WHAT YOU NEED TO DO: Print all the records exactly, please.

RECORDS SHOWN:
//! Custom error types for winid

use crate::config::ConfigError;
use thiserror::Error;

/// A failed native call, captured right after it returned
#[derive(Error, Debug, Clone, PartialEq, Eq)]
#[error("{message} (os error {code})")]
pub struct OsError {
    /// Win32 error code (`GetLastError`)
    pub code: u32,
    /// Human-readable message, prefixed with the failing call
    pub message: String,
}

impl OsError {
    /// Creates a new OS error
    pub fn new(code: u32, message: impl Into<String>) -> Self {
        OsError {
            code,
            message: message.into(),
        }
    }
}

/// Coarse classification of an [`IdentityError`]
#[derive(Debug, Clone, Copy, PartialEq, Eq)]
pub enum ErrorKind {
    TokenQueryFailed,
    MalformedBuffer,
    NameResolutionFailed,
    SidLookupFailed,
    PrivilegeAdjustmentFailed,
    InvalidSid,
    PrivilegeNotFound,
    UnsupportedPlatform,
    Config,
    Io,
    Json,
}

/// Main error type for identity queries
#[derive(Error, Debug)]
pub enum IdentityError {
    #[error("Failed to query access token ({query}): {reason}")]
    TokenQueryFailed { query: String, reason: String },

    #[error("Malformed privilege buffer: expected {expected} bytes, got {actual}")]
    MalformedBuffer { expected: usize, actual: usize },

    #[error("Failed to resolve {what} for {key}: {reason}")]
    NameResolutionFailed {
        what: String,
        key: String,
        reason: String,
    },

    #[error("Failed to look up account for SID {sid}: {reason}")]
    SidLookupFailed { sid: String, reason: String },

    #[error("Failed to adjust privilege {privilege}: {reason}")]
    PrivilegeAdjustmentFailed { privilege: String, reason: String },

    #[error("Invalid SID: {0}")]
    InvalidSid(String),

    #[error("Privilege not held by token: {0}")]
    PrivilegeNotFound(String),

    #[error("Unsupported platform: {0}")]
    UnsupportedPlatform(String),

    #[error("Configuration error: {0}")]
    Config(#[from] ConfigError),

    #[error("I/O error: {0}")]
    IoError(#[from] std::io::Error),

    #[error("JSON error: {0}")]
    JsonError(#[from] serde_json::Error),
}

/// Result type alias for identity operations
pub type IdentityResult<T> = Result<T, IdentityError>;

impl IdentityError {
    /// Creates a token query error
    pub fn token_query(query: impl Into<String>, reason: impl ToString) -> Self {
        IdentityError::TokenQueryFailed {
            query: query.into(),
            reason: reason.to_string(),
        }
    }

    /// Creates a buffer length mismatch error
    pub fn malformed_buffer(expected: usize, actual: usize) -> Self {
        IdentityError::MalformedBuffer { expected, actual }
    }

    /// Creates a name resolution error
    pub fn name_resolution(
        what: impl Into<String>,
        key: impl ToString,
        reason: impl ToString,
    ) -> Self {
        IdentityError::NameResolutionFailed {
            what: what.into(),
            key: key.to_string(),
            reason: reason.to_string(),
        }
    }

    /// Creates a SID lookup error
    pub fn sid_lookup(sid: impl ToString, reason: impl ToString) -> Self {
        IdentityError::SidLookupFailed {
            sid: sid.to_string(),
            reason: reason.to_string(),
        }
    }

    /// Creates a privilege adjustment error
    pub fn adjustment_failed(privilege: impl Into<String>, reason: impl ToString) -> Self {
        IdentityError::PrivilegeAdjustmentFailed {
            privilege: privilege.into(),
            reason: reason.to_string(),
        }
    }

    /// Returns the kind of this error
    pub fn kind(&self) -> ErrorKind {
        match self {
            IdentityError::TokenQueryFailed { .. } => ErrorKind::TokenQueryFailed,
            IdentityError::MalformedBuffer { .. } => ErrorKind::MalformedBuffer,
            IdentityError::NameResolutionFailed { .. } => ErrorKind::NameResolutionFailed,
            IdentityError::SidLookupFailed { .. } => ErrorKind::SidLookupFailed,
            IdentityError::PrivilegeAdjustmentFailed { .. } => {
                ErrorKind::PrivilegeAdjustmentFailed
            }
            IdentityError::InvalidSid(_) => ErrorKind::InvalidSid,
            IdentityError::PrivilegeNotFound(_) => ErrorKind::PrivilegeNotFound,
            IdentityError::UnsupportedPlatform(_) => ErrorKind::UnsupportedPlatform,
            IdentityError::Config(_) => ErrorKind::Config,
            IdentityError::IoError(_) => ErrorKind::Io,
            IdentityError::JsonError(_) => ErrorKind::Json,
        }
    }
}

RESPONSE AREA:
//! Custom error types for winid

use crate::config::ConfigError;
use thiserror::Error;

/// A failed native call, captured right after it returned
#[derive(Error, Debug, Clone, PartialEq, Eq)]
#[error("{message} (os error {code})")]
pub struct OsError {
    /// Win32 error code (`GetLastError`)
    pub code: u32,
    /// Human-readable message, prefixed with the failing call
    pub message: String,
}

impl OsError {
    /// Creates a new OS error
    pub fn new(code: u32, message: impl Into<String>) -> Self {
        OsError {
            code,
            message: message.into(),
        }
    }
}

/// Coarse classification of an [`IdentityError`]
#[derive(Debug, Clone, Copy, PartialEq, Eq)]
pub enum ErrorKind {
    TokenQueryFailed,
    MalformedBuffer,
    NameResolutionFailed,
    SidLookupFailed,
    PrivilegeAdjustmentFailed,
    InvalidSid,
    PrivilegeNotFound,
    UnsupportedPlatform,
    Config,
    Io,
    Json,
}

/// Main error type for identity queries
#[derive(Error, Debug)]
pub enum IdentityError {
    #[error("Failed to query access token ({query}): {reason}")]
    TokenQueryFailed { query: String, reason: String },

    #[error("Malformed privilege buffer: expected {expected} bytes, got {actual}")]
    MalformedBuffer { expected: usize, actual: usize },

    #[error("Failed to resolve {what} for {key}: {reason}")]
    NameResolutionFailed {
        what: String,
        key: String,
        reason: String,
    },

    #[error("Failed to look up account for SID {sid}: {reason}")]
    SidLookupFailed { sid: String, reason: String },

    #[error("Failed to adjust privilege {privilege}: {reason}")]
    PrivilegeAdjustmentFailed { privilege: String, reason: String },

    #[error("Invalid SID: {0}")]
    InvalidSid(String),

    #[error("Privilege not held by token: {0}")]
    PrivilegeNotFound(String),

    #[error("Unsupported platform: {0}")]
    UnsupportedPlatform(String),

    #[error("Configuration error: {0}")]
    Config(#[from] ConfigError),

    #[error("I/O error: {0}")]
    IoError(#[from] std::io::Error),

    #[error("JSON error: {0}")]
    JsonError(#[from] serde_json::Error),
}

/// Result type alias for identity operations
pub type IdentityResult<T> = Result<T, IdentityError>;

impl IdentityError {
    /// Creates a token query error
    pub fn token_query(query: impl Into<String>, reason: impl ToString) -> Self {
        IdentityError::TokenQueryFailed {
            query: query.into(),
            reason: reason.to_string(),
        }
    }

    /// Creates a buffer length mismatch error
    pub fn malformed_buffer(expected: usize, actual: usize) -> Self {
        IdentityError::MalformedBuffer { expected, actual }
    }

    /// Creates a name resolution error
    pub fn name_resolution(
        what: impl Into<String>,
        key: impl ToString,
        reason: impl ToString,
    ) -> Self {
        IdentityError::NameResolutionFailed {
            what: what.into(),
            key: key.to_string(),
            reason: reason.to_string(),
        }
    }

    /// Creates a SID lookup error
    pub fn sid_lookup(sid: impl ToString, reason: impl ToString) -> Self {
        IdentityError::SidLookupFailed {
            sid: sid.to_string(),
            reason: reason.to_string(),
        }
    }

    /// Creates a privilege adjustment error
    pub fn adjustment_failed(privilege: impl Into<String>, reason: impl ToString) -> Self {
        IdentityError::PrivilegeAdjustmentFailed {
            privilege: privilege.into(),
            reason: reason.to_string(),
        }
    }

    /// Returns the kind of this error
    pub fn kind(&self) -> ErrorKind {
        match self {
            IdentityError::TokenQueryFailed { .. } => ErrorKind::TokenQueryFailed,
            IdentityError::MalformedBuffer { .. } => ErrorKind::MalformedBuffer,
            IdentityError::NameResolutionFailed { .. } => ErrorKind::NameResolutionFailed,
            IdentityError::SidLookupFailed { .. } => ErrorKind::SidLookupFailed,
            IdentityError::PrivilegeAdjustmentFailed { .. } => {
                ErrorKind::PrivilegeAdjustmentFailed
            }
            IdentityError::InvalidSid(_) => ErrorKind::InvalidSid,
            IdentityError::PrivilegeNotFound(_) => ErrorKind::PrivilegeNotFound,
            IdentityError::UnsupportedPlatform(_) => ErrorKind::UnsupportedPlatform,
            IdentityError::Config(_) => ErrorKind::Config,
            IdentityError::IoError(_) => ErrorKind::Io,
            IdentityError::JsonError(_) => ErrorKind::Json,
        }
    }
}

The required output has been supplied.